Jason spent a lot of time in his father’s shop while growing up, and by his mid-teens was actively helping out with production. His skills and knowledge steadily increased and by the time he was 20 he was a seasoned and very competent machinist.

Jason’s interest in knives actually began with art—specifically a style called “Bio-mechanical”—as practiced by one of his favorite artists, a Brazilian painter and tattooist named Lango. Biomechanical art (also called Biomech) is a surrealistic style of art that combines elements of machines and robotics with organic animal features. Intrigued by this style of art and tis similarity to many fantasy knives, Jason figured that knife making would be a natural extension of his metalworking skills and an appropriate medium for his artistic ideas.
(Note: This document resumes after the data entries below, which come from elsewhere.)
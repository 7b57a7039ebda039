//! Per-tool path building
//!
//! Each tool knows how to start an annotation at the pointer-down location
//! and how to update it for a new pointer position. Shape tools rebuild
//! from the anchor on every update; freehand tools append.

use crate::config::ShapeColor;
use crate::domain::{Annotation, PathSegment, Point, Rect, Tool};
use crate::render::geometry::{self, arrow, marker};

impl Tool {
    /// Begin a new annotation at `point` with the current color and width
    pub fn start_path(self, point: Point, color: ShapeColor, stroke_width: f32) -> Annotation {
        let (path, stroke_width, text) = match self {
            // The arrow has nothing to draw until the pointer moves
            Tool::Arrow => (Vec::new(), stroke_width, None),
            Tool::Marker => (
                vec![PathSegment::MoveTo(point)],
                stroke_width * marker::WIDTH_FACTOR,
                None,
            ),
            Tool::Text => (vec![PathSegment::MoveTo(point)], stroke_width, Some(String::new())),
            Tool::Rectangle | Tool::Ellipse | Tool::Line | Tool::Pencil => {
                (vec![PathSegment::MoveTo(point)], stroke_width, None)
            }
        };

        Annotation {
            tool: self,
            anchor: point,
            path,
            color,
            stroke_width,
            text,
        }
    }

    /// Update an in-progress annotation for the pointer now at `point`
    pub fn update_path(self, annotation: &mut Annotation, point: Point) {
        let anchor = annotation.anchor;
        match self {
            Tool::Arrow => annotation.path = arrow_path(anchor, point, annotation.stroke_width),
            Tool::Rectangle => annotation.path = geometry::rect_path(Rect::spanning(anchor, point)),
            Tool::Ellipse => {
                annotation.path = geometry::ellipse_path(Rect::spanning(anchor, point));
            }
            Tool::Line => {
                annotation.path = vec![PathSegment::MoveTo(anchor), PathSegment::LineTo(point)];
            }
            Tool::Pencil | Tool::Marker => annotation.path.push(PathSegment::LineTo(point)),
            // Text is placed, not dragged
            Tool::Text => {}
        }
    }
}

/// Shaft from `start` to `end` plus two head strokes leaving the tip.
///
/// Head length grows with the stroke width, so the head is recomputed from
/// scratch on every update.
fn arrow_path(start: Point, end: Point, stroke_width: f32) -> Vec<PathSegment> {
    let (head1, head2) = arrow::head_points(start, end, arrow::head_length(stroke_width));
    vec![
        PathSegment::MoveTo(start),
        PathSegment::LineTo(end),
        PathSegment::MoveTo(end),
        PathSegment::LineTo(head1),
        PathSegment::MoveTo(end),
        PathSegment::LineTo(head2),
    ]
}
Although he had no specific training in knife making, in 2010 he designed and made his first knife—a fantasy design with a Biomech flavor—and eagerly posted photos of it on several Internet knife forums. Unfortunately for him, his design drew harsh criticism from some all-knowing keyboard commandos. However, fortunately for us, he turned that criticism into fierce determination which ultimately led to his success.
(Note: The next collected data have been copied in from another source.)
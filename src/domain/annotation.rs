//! Annotation types for drawing on screenshots
//!
//! All annotation geometry is stored in canvas logical coordinates
//! (bottom-left origin, y up), independent of the captured image's pixel scale.

use serde::{Deserialize, Serialize};

use super::geometry::{Point, Rect};
use crate::config::ShapeColor;

/// Drawing tool, the closed set of annotation kinds
#[derive(Debug, Clone, Copy, PartialEq, Eq, Hash, Default, Serialize, Deserialize)]
pub enum Tool {
    #[default]
    Arrow,
    Rectangle,
    Ellipse,
    Line,
    Pencil,
    Marker,
    Text,
}

impl Tool {
    /// Every tool, in toolbar order
    pub const ALL: [Tool; 7] = [
        Tool::Arrow,
        Tool::Rectangle,
        Tool::Ellipse,
        Tool::Line,
        Tool::Pencil,
        Tool::Marker,
        Tool::Text,
    ];

    /// Get the icon name for this tool
    pub fn icon_name(self) -> &'static str {
        match self {
            Tool::Arrow => "arrow-symbolic",
            Tool::Rectangle => "square-symbolic",
            Tool::Ellipse => "circle-symbolic",
            Tool::Line => "line-symbolic",
            Tool::Pencil => "pencil-symbolic",
            Tool::Marker => "highlighter-symbolic",
            Tool::Text => "text-symbolic",
        }
    }

    /// Get the tooltip text for this tool
    pub fn tooltip(self) -> &'static str {
        match self {
            Tool::Arrow => "Arrow",
            Tool::Rectangle => "Rectangle",
            Tool::Ellipse => "Ellipse",
            Tool::Line => "Line",
            Tool::Pencil => "Pencil",
            Tool::Marker => "Highlighter",
            Tool::Text => "Text",
        }
    }

    /// Freehand tools accumulate points instead of rebuilding their shape
    pub fn is_freehand(self) -> bool {
        matches!(self, Tool::Pencil | Tool::Marker)
    }

    /// Whether the tool is driven by a drag gesture
    pub fn is_drag(self) -> bool {
        !matches!(self, Tool::Text)
    }
}

/// One command of an annotation's stroke path
#[derive(Debug, Clone, Copy, PartialEq)]
pub enum PathSegment {
    MoveTo(Point),
    LineTo(Point),
    CubicTo(Point, Point, Point),
    Close,
}

impl PathSegment {
    /// End point of the segment, if it has one
    pub fn end_point(&self) -> Option<Point> {
        match *self {
            PathSegment::MoveTo(p) | PathSegment::LineTo(p) | PathSegment::CubicTo(_, _, p) => {
                Some(p)
            }
            PathSegment::Close => None,
        }
    }
}

/// A single drawn shape, either committed or in progress
#[derive(Debug, Clone, PartialEq)]
pub struct Annotation {
    /// Tool that produced this annotation
    pub tool: Tool,
    /// Pointer-down location the shape is rebuilt from
    pub anchor: Point,
    /// Stroke geometry; text annotations hold a single move to the anchor
    pub path: Vec<PathSegment>,
    /// Stroke (or glyph) color
    pub color: ShapeColor,
    /// Stroke width in logical units, already adjusted for the tool
    pub stroke_width: f32,
    /// Text payload, only set for text annotations
    pub text: Option<String>,
}

impl Annotation {
    /// Every point referenced by the path, control points included
    pub fn points(&self) -> impl Iterator<Item = Point> + '_ {
        self.path.iter().flat_map(|segment| {
            let pts: [Option<Point>; 3] = match *segment {
                PathSegment::MoveTo(p) | PathSegment::LineTo(p) => [Some(p), None, None],
                PathSegment::CubicTo(c1, c2, p) => [Some(c1), Some(c2), Some(p)],
                PathSegment::Close => [None, None, None],
            };
            pts.into_iter().flatten()
        })
    }

    /// Bounding box of the stroke path, ignoring stroke width
    pub fn bounds(&self) -> Option<Rect> {
        Rect::bounding(self.points())
    }

    /// Whether the annotation would leave a visible mark.
    ///
    /// Arrows measure their shaft only: a zero-length drag still produces
    /// head segments, but no meaningful arrow.
    pub fn has_extent(&self) -> bool {
        match self.tool {
            Tool::Text => self.text.as_deref().is_some_and(|t| !t.trim().is_empty()),
            Tool::Arrow => match self.path.get(1) {
                Some(PathSegment::LineTo(tip)) => tip.distance(self.anchor) > 0.0,
                _ => false,
            },
            _ => self
                .bounds()
                .is_some_and(|b| b.width > 0.0 || b.height > 0.0),
        }
    }

    /// Check if this annotation is rendered as glyphs rather than a stroke
    pub fn is_text(&self) -> bool {
        self.tool == Tool::Text
    }
}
Through persistent trial and error, Jason changed his style of knife design to focus on functional simplicity, while still maintaining a strong artistic signature. His early successes came in the form of a series of stout neck knives with dual finger-hole grips. Fans of these “Silent Soldier” neck knives began asking for other expressions of the design. Since then, Jason has created numerous variations including a clip point version, a tanto version and the very popular folder version called the Silent Soldier Flipper.
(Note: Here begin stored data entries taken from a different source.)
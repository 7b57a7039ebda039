//! Selection types for region capture

use super::geometry::Rect;

/// A finalized capture region in surface-local coordinates
pub type SelectionRect = Rect;

/// Side length a selection must strictly exceed on both axes
pub const MIN_SELECTION_SIZE: f32 = 5.0;

/// Lifecycle of one selection session
#[derive(Debug, Default, Clone, Copy, PartialEq)]
pub enum SelectionState {
    /// Surface shown, waiting for the first pointer press
    #[default]
    Idle,
    /// Pointer held down, live rectangle follows the pointer
    Dragging,
    /// A valid rectangle was emitted
    Finalized(SelectionRect),
    /// The gesture was abandoned or too small
    Cancelled,
}

impl SelectionState {
    /// Terminal states end the session and close the surface
    pub fn is_terminal(&self) -> bool {
        matches!(self, SelectionState::Finalized(_) | SelectionState::Cancelled)
    }
}

/// Result handed to the orchestrator when a session ends
#[derive(Debug, Clone, Copy, PartialEq)]
pub enum SelectionOutcome {
    Finalized(SelectionRect),
    Cancelled,
}

impl From<SelectionOutcome> for SelectionState {
    fn from(outcome: SelectionOutcome) -> Self {
        match outcome {
            SelectionOutcome::Finalized(rect) => SelectionState::Finalized(rect),
            SelectionOutcome::Cancelled => SelectionState::Cancelled,
        }
    }
}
Today we are going to be discussing the Brous Blades Limited Edition Zombie Coroner Fixed blade.

 

The Blade:

The blade on this knife is made out of D2 tool steel. This is considered a high-end steel and is often known as being “semi-stainless.” This just means that the steel provides a really high level of resistance to corrosion, but it does fall short of the required amount of chromium to qualify as full stainless steel. D2 steel is also much harder than other high end steels such as 154CM or ATS-34 and because of it being harder, it does hold its edge better than those two other steels. But, because it is a harder steel, it does lose out on some of its toughness and this steel does prove hard to sharpen. It’s not just tricky to sharpen it, you’re probably going to need a master-sharpener to actually get a fine edge on this knife.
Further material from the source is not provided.